━━━ Extracted information
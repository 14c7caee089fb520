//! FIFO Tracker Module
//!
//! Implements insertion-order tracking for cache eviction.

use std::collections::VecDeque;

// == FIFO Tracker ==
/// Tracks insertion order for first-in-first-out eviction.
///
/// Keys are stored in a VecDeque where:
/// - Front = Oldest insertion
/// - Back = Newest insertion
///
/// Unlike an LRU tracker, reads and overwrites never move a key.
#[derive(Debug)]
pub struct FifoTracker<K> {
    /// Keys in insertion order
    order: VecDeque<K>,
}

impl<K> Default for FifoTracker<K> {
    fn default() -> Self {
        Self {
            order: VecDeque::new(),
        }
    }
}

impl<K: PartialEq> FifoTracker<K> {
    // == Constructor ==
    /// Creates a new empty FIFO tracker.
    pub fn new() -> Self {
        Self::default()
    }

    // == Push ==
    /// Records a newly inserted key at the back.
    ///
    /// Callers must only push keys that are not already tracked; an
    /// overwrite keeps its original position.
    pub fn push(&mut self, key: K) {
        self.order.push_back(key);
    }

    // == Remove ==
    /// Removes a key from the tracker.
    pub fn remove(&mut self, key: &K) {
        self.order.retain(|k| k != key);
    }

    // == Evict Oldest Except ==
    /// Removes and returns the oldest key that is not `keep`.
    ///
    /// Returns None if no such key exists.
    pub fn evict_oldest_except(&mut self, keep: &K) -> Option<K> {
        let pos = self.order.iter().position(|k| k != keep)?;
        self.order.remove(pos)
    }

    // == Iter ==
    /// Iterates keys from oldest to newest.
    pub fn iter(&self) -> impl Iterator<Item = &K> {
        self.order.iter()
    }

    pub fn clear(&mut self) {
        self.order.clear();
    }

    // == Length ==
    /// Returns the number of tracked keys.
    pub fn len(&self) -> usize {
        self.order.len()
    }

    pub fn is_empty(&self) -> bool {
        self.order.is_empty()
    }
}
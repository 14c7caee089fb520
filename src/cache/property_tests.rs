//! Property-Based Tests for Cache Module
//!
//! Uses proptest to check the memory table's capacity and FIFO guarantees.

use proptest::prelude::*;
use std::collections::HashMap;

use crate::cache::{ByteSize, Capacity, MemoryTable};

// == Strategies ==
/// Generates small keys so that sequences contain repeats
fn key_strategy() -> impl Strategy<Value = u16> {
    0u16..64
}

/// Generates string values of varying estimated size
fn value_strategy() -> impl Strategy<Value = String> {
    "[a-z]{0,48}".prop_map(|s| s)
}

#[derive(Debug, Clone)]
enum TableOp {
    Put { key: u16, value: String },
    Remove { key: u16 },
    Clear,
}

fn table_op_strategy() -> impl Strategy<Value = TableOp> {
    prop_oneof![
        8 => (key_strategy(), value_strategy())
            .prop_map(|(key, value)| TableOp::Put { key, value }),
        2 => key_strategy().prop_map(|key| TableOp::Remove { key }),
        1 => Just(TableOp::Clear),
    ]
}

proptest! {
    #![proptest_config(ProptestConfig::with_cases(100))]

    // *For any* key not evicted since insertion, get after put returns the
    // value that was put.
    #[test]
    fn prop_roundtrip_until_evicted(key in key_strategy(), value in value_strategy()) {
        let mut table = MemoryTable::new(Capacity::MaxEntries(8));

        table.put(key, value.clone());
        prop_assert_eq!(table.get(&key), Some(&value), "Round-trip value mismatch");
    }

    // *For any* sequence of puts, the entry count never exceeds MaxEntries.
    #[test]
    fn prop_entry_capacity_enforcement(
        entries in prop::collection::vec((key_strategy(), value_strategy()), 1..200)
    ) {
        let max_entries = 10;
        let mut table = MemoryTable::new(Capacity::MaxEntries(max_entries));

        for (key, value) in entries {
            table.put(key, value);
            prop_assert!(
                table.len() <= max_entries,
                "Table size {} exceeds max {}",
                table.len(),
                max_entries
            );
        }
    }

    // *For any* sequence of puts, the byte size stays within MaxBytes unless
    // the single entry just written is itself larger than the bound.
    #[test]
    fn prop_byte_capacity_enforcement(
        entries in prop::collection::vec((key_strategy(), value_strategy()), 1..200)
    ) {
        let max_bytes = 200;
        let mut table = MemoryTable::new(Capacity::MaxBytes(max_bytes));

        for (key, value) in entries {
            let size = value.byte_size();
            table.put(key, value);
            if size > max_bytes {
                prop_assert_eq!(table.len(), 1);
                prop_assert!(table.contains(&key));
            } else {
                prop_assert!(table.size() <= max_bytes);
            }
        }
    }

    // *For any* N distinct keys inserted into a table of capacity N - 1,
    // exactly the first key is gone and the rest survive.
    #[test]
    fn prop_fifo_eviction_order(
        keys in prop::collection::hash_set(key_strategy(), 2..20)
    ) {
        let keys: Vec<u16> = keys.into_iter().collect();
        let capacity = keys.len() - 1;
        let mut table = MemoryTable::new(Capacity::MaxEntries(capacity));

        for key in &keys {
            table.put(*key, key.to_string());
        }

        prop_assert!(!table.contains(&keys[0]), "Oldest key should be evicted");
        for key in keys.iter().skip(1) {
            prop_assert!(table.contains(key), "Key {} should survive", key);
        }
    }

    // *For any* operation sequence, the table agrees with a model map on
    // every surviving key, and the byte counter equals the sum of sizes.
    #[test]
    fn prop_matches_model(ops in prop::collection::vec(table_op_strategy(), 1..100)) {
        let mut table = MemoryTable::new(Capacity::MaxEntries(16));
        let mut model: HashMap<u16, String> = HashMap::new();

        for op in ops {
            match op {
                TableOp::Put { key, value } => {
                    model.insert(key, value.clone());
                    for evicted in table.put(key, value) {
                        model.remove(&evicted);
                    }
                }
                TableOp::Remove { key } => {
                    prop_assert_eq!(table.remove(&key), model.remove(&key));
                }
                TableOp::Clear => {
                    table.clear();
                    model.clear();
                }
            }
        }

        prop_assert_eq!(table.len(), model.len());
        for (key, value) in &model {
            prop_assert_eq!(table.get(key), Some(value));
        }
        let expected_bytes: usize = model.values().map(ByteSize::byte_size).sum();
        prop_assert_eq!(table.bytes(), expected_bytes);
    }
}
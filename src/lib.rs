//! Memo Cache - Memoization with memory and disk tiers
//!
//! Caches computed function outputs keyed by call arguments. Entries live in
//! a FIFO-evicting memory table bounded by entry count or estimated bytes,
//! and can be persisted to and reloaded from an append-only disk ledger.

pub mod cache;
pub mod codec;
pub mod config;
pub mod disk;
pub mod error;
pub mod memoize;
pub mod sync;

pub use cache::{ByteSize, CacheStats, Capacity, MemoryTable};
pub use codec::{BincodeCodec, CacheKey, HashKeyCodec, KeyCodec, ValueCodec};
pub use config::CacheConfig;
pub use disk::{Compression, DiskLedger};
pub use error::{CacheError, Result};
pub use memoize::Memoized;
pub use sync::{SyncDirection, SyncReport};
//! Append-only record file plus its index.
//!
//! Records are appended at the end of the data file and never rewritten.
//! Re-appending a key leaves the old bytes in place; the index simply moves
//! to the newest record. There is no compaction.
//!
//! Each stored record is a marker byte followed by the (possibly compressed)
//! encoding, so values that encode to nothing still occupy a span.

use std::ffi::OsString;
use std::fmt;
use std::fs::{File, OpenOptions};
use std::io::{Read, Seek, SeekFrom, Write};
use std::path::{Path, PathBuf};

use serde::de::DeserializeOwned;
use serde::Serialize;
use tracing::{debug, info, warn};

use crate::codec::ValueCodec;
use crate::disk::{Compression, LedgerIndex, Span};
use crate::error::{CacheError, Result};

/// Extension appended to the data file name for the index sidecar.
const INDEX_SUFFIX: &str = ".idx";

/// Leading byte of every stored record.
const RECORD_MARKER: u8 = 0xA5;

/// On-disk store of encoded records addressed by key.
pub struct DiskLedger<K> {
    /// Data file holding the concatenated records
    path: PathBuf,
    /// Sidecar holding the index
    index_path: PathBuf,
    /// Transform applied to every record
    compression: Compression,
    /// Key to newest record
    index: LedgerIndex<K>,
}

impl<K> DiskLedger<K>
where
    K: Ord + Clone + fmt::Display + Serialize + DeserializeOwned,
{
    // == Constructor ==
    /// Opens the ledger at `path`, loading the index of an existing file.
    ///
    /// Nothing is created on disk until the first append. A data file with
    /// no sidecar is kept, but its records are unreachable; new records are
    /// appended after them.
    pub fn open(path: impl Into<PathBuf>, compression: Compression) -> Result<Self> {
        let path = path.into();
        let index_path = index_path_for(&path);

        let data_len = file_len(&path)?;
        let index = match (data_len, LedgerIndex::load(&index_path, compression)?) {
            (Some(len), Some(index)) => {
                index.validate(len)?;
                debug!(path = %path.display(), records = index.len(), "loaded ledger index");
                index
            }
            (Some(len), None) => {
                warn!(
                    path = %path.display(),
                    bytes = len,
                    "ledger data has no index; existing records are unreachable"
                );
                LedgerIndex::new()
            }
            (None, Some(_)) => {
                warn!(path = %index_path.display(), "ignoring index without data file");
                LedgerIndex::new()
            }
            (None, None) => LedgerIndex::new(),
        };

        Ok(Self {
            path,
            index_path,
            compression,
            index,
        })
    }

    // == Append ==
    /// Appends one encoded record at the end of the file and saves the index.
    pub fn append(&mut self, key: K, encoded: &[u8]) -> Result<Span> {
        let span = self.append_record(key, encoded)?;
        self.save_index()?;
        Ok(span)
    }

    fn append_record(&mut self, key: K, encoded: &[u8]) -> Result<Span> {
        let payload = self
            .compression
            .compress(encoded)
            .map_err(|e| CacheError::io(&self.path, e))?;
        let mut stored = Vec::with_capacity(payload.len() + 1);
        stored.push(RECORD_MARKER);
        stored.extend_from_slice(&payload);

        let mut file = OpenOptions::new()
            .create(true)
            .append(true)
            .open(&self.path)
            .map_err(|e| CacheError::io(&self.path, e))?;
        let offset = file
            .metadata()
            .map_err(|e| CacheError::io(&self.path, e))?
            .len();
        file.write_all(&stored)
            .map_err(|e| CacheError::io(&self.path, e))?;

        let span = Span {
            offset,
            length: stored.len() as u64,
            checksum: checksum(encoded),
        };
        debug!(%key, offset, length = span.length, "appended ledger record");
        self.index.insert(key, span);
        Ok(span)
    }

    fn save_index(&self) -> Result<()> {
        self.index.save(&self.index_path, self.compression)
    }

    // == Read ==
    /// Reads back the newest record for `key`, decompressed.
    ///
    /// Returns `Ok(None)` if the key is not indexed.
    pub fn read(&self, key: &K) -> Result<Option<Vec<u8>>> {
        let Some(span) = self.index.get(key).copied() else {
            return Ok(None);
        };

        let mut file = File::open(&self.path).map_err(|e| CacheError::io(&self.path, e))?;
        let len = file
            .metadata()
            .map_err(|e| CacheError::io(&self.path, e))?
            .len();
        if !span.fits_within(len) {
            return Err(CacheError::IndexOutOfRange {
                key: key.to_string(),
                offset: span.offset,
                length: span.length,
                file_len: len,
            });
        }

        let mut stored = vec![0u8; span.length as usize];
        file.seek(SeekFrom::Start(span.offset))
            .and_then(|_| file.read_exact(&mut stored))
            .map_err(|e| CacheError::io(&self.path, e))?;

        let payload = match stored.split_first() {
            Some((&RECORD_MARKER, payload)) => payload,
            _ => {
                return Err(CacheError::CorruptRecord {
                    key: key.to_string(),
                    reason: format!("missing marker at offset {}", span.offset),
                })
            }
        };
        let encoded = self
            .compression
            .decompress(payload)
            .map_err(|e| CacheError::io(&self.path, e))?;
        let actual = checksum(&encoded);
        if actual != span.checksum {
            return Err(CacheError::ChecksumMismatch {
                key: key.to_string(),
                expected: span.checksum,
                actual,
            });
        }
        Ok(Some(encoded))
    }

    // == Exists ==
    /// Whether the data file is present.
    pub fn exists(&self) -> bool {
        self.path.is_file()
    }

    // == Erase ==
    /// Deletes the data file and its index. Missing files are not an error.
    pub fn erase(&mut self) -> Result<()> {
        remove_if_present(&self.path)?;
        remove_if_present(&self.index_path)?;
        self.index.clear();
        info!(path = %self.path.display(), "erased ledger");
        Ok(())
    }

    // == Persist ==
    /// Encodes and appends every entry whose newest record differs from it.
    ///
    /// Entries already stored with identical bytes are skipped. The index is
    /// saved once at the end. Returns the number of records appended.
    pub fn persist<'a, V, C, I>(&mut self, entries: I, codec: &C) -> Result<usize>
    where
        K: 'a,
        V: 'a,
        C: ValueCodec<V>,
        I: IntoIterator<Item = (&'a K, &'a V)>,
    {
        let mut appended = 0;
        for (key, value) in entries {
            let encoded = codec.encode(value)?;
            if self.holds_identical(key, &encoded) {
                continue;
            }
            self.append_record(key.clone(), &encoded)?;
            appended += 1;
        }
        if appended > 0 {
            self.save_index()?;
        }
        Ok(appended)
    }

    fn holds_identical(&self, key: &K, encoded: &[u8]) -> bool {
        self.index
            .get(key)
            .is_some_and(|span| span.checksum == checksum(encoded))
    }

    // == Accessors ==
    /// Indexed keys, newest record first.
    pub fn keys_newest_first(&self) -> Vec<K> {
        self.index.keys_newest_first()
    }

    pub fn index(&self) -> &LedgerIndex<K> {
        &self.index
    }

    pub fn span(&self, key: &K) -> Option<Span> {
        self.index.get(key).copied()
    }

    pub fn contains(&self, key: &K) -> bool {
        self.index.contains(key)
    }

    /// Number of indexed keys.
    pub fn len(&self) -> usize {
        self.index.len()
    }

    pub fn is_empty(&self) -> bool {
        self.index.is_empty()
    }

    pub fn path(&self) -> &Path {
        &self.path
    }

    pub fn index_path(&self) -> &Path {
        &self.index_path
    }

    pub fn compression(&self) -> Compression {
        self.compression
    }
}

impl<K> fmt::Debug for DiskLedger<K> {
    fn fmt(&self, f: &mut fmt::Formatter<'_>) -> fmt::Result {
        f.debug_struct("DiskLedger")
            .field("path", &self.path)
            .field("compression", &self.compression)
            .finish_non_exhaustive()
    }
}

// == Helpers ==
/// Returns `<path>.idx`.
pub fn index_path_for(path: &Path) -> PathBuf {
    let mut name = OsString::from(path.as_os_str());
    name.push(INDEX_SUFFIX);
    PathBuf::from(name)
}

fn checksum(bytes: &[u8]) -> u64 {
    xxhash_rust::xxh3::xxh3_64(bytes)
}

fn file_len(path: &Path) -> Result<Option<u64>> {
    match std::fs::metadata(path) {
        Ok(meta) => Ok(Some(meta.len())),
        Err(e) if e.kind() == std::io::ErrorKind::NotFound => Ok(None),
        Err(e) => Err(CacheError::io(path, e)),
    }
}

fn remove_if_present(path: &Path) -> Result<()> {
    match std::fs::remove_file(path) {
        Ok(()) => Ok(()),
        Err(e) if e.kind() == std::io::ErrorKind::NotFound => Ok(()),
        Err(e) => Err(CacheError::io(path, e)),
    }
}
━━━━━━
What to work on —
Reproduce exactly, and only, the lines from the start of the entries through the one that contains "such key exists.".

Output below —
repository 14c7caee089fb520
//! FIFO Tracker Module
//!
//! Implements insertion-order tracking for cache eviction.

use std::collections::VecDeque;

// == FIFO Tracker ==
/// Tracks insertion order for first-in-first-out eviction.
///
/// Keys are stored in a VecDeque where:
/// - Front = Oldest insertion
/// - Back = Newest insertion
///
/// Unlike an LRU tracker, reads and overwrites never move a key.
#[derive(Debug)]
pub struct FifoTracker<K> {
    /// Keys in insertion order
    order: VecDeque<K>,
}

impl<K> Default for FifoTracker<K> {
    fn default() -> Self {
        Self {
            order: VecDeque::new(),
        }
    }
}

impl<K: PartialEq> FifoTracker<K> {
    // == Constructor ==
    /// Creates a new empty FIFO tracker.
    pub fn new() -> Self {
        Self::default()
    }

    // == Push ==
    /// Records a newly inserted key at the back.
    ///
    /// Callers must only push keys that are not already tracked; an
    /// overwrite keeps its original position.
    pub fn push(&mut self, key: K) {
        self.order.push_back(key);
    }

    // == Remove ==
    /// Removes a key from the tracker.
    pub fn remove(&mut self, key: &K) {
        self.order.retain(|k| k != key);
    }

    // == Evict Oldest Except ==
    /// Removes and returns the oldest key that is not `keep`.
    ///
    /// Returns None if no such key exists.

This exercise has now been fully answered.